Each line of the listing where the string "InvalidTransport" appears is to be identified and copied.

**Material shown**
________________________
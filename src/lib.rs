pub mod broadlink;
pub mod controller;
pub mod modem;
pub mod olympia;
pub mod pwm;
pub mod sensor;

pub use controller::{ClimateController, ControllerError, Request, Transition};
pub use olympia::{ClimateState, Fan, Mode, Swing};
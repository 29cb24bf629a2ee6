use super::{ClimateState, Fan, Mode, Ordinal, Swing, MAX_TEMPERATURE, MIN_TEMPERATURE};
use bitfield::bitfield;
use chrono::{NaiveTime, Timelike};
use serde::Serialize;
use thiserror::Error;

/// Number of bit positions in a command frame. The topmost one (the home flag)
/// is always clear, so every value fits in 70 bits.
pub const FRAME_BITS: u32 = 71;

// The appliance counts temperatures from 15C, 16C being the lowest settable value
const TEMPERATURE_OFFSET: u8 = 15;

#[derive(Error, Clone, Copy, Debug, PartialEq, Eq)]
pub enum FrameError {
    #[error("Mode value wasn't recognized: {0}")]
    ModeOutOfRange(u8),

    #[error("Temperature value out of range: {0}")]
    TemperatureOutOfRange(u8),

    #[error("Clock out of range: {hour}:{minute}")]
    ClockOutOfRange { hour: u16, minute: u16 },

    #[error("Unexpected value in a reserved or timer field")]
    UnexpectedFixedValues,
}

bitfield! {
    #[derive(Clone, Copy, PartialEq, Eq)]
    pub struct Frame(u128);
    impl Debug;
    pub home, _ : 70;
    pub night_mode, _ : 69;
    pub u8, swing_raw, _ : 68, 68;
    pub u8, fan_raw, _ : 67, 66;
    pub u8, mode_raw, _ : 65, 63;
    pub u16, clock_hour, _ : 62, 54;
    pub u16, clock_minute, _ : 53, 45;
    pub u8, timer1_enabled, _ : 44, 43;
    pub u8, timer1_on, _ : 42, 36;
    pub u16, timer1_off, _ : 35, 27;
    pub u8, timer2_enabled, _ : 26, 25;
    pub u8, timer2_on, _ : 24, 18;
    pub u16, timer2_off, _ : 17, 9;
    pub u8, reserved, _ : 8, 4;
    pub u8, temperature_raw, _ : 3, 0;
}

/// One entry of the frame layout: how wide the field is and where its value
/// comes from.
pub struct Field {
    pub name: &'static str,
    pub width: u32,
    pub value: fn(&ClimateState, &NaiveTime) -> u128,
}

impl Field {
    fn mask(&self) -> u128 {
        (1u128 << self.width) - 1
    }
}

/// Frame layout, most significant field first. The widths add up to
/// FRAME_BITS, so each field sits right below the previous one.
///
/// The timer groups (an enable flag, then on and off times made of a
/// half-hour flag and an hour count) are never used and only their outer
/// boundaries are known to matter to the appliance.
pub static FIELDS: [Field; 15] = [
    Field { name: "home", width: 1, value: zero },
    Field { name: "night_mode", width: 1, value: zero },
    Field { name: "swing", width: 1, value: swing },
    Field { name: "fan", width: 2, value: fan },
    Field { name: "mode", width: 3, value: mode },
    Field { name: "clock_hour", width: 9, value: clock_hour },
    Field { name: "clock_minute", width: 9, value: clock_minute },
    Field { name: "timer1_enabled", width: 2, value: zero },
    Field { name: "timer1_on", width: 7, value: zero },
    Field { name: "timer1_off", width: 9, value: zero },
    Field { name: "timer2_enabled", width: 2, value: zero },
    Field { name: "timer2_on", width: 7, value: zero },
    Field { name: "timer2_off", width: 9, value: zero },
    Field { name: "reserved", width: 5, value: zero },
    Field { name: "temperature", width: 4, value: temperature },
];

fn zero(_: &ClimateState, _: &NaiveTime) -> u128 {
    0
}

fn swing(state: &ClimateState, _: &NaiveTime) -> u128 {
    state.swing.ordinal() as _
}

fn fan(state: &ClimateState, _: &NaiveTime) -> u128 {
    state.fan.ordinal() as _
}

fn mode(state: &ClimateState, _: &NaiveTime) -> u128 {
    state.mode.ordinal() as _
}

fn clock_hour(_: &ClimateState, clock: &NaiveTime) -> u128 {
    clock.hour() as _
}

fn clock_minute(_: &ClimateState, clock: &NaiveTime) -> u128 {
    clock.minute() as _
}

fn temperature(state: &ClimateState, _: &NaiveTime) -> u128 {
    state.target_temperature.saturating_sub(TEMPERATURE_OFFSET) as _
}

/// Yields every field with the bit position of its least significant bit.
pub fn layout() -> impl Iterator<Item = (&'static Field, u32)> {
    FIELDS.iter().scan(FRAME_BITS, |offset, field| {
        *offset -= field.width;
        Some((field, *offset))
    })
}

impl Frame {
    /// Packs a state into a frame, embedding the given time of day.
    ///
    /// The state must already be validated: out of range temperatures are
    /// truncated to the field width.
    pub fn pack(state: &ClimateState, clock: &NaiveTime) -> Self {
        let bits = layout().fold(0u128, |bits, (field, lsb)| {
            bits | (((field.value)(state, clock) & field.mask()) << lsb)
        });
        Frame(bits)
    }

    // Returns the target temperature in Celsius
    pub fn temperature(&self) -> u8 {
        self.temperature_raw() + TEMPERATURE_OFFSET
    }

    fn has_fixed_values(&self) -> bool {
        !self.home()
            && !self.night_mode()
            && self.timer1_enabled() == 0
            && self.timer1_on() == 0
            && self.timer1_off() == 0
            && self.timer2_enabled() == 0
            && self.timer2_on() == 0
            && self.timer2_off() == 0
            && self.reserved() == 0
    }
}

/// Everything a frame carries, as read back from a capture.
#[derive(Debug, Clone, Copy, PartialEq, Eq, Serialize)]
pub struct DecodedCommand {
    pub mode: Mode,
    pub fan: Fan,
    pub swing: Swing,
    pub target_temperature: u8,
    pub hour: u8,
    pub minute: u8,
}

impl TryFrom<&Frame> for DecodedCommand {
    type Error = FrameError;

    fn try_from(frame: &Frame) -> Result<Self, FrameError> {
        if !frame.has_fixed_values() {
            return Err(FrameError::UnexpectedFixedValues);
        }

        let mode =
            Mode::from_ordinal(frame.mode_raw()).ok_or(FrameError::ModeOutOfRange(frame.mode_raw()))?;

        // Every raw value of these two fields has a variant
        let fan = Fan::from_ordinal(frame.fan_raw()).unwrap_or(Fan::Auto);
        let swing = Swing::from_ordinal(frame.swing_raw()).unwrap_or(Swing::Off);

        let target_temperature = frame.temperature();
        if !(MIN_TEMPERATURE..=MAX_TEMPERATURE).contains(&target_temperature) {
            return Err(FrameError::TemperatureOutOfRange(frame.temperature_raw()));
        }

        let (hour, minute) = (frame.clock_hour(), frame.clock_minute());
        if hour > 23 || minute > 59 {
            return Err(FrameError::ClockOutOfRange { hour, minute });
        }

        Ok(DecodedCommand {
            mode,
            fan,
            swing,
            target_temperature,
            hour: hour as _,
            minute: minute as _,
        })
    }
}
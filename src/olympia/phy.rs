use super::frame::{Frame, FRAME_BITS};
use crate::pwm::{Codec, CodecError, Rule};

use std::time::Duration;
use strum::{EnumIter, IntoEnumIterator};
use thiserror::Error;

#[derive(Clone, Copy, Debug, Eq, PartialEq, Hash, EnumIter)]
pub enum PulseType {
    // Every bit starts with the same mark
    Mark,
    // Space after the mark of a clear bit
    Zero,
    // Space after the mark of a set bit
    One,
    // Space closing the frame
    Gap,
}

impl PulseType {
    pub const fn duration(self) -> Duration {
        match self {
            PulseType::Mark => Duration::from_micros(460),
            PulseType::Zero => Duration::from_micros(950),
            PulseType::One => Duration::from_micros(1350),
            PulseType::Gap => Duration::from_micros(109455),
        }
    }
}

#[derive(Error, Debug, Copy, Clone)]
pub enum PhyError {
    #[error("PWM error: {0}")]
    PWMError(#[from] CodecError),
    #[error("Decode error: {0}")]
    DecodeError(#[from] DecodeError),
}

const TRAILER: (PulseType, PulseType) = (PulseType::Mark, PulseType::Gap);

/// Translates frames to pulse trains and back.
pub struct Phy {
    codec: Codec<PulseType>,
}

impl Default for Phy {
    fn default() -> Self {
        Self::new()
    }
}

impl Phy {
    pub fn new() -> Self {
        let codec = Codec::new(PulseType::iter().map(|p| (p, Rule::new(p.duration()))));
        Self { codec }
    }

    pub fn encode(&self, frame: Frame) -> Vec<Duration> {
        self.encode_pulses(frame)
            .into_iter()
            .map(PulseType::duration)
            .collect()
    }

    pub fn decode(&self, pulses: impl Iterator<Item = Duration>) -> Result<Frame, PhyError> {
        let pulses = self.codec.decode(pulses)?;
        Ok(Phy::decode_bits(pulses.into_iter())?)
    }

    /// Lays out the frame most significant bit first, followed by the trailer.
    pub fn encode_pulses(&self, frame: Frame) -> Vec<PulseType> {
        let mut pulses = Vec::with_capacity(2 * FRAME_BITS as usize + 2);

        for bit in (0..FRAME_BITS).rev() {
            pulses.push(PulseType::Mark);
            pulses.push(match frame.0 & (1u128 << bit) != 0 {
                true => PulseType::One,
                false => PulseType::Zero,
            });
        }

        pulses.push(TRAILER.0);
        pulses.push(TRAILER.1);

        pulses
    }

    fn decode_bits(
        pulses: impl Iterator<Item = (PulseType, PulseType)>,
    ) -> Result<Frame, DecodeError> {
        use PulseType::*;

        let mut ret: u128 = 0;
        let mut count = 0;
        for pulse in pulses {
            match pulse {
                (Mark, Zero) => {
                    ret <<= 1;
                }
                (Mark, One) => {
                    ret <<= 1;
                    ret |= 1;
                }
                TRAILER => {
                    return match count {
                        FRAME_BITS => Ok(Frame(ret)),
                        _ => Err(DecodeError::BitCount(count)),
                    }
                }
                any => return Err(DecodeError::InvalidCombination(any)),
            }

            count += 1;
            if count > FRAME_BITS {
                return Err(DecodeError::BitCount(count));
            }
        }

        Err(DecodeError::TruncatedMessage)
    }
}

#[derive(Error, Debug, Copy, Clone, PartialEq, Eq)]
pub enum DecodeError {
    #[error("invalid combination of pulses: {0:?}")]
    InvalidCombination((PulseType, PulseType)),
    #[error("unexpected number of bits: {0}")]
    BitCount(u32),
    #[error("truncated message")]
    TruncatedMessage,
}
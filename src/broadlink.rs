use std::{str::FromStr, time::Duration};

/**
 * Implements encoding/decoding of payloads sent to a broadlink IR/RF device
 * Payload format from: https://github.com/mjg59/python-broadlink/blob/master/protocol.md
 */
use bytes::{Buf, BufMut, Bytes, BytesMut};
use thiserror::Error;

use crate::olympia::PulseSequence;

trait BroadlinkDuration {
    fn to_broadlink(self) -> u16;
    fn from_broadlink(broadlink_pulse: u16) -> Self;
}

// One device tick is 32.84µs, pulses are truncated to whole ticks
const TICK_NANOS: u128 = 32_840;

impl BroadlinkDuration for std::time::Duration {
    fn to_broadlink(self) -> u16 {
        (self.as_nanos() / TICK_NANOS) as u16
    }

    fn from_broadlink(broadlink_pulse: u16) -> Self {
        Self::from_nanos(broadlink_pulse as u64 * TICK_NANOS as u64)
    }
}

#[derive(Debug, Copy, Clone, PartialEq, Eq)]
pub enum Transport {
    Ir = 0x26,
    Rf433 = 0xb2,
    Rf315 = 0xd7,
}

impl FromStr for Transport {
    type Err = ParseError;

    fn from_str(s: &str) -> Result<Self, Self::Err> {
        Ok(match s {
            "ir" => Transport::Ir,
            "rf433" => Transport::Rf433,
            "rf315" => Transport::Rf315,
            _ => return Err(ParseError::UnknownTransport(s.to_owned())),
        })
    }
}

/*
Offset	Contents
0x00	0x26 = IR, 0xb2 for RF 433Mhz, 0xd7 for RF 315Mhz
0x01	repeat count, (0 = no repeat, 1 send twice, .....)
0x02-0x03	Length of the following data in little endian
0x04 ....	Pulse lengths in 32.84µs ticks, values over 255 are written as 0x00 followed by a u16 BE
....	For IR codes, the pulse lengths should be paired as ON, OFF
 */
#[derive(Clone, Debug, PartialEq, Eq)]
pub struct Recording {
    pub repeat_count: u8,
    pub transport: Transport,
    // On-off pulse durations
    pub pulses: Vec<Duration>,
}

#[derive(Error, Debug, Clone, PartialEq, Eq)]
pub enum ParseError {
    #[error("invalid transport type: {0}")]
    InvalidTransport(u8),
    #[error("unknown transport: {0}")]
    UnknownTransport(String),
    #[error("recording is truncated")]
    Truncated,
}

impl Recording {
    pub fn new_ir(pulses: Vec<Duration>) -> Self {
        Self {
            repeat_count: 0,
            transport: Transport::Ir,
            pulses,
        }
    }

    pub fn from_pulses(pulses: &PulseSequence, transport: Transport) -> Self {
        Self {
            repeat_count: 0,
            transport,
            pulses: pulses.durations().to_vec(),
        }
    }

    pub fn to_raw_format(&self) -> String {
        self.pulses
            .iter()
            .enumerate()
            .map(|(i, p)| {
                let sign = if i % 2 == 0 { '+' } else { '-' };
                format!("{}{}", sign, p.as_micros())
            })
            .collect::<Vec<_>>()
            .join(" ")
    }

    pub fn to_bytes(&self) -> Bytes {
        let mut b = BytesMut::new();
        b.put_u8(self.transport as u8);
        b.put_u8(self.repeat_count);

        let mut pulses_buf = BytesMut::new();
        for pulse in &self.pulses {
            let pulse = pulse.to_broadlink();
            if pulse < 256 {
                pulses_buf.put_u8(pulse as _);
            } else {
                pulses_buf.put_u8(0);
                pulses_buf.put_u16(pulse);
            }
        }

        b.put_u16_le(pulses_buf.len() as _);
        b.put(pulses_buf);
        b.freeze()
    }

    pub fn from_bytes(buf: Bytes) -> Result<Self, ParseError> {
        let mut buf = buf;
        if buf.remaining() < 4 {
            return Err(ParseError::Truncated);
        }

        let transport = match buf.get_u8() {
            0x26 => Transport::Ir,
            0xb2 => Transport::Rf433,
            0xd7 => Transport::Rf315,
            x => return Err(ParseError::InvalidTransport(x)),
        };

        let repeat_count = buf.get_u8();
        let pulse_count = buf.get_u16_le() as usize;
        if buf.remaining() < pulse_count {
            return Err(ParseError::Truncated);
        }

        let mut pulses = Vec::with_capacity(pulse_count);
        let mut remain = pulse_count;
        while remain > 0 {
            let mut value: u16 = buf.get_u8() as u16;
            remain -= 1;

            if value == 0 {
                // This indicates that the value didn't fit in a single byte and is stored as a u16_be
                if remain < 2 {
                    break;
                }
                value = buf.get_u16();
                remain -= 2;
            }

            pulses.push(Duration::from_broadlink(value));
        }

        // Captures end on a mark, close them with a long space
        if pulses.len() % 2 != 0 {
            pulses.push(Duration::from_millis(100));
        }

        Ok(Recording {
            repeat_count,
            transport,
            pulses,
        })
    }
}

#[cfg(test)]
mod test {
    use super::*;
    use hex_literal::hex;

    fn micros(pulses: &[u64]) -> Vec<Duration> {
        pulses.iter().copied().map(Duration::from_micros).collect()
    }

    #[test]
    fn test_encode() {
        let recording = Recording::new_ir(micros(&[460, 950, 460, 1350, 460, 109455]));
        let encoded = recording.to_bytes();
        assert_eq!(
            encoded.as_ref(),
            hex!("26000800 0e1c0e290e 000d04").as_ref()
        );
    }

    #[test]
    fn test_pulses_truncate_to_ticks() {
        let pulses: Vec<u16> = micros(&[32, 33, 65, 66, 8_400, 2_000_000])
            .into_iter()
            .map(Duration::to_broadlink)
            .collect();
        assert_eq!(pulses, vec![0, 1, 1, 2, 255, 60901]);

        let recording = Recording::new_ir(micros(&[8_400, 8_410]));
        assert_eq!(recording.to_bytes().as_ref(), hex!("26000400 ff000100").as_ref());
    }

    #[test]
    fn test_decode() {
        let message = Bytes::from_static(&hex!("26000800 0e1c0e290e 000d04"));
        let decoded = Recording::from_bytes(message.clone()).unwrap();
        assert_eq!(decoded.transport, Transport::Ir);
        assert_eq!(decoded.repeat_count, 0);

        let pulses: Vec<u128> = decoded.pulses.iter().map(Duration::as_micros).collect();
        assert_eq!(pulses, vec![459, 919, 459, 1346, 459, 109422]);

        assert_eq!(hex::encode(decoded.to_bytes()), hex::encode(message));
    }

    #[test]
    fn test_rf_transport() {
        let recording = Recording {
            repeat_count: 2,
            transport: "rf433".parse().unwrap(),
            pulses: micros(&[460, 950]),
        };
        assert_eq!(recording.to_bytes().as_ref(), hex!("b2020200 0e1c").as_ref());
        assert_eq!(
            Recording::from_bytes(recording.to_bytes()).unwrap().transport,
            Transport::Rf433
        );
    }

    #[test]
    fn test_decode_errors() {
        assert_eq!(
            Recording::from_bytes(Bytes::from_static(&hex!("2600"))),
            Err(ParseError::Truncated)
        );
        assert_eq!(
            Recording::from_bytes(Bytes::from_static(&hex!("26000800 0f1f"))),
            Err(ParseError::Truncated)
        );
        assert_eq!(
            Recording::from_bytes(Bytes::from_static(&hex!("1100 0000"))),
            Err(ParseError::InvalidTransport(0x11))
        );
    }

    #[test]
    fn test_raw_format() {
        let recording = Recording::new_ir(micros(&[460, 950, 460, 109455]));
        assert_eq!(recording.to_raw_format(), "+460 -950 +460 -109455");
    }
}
________________________
**Your solution**
    InvalidTransport(u8),
            x => return Err(ParseError::InvalidTransport(x)),
            Err(ParseError::InvalidTransport(0x11))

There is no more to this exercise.